▸ What to do:
Work out how many lines in the entries contain the string "RetraceConfig", and give nothing but that number.

(Saved entries)
▼▼▼

//! CLI command implementations

pub mod compare;
pub mod inspect;
pub mod record;
pub mod replay;
pub mod session;

use std::sync::Arc;

use retrace_core::config::RetraceConfig;
use retrace_core::error::RetraceResult;
use retrace_core::session::SessionManager;
use serde::Serialize;

use crate::console::CliConsole;

/// Shared state for one CLI invocation
pub struct CommandContext {
    pub config: RetraceConfig,
    pub console: CliConsole,
    pub json: bool,
}

impl CommandContext {
    /// Informational lines are suppressed under `--json` so stdout carries
    /// nothing but the JSON document.
    pub fn new(config: RetraceConfig, verbose: bool, json: bool) -> Self {
        Self {
            config,
            console: CliConsole::new(verbose && !json),
            json,
        }
    }

    /// Open the session manager and load every persisted session
    pub async fn manager(&self) -> RetraceResult<Arc<SessionManager>> {
        let manager = SessionManager::from_config(&self.config);
        let summary = manager.load_from_storage().await?;
        for failure in &summary.failures {
            self.console.warn(&format!(
                "Skipping unreadable session {}: {}",
                failure.path.display(),
                failure.error
            ));
        }
        self.console
            .info(&format!("Loaded {} sessions", summary.loaded));
        Ok(Arc::new(manager))
    }

    /// Print a value as pretty JSON
    pub fn print_json<T: Serialize>(&self, value: &T) -> RetraceResult<()> {
        println!("{}", serde_json::to_string_pretty(value)?);
        Ok(())
    }
}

▲▲▲

▸ Exercise solution:
3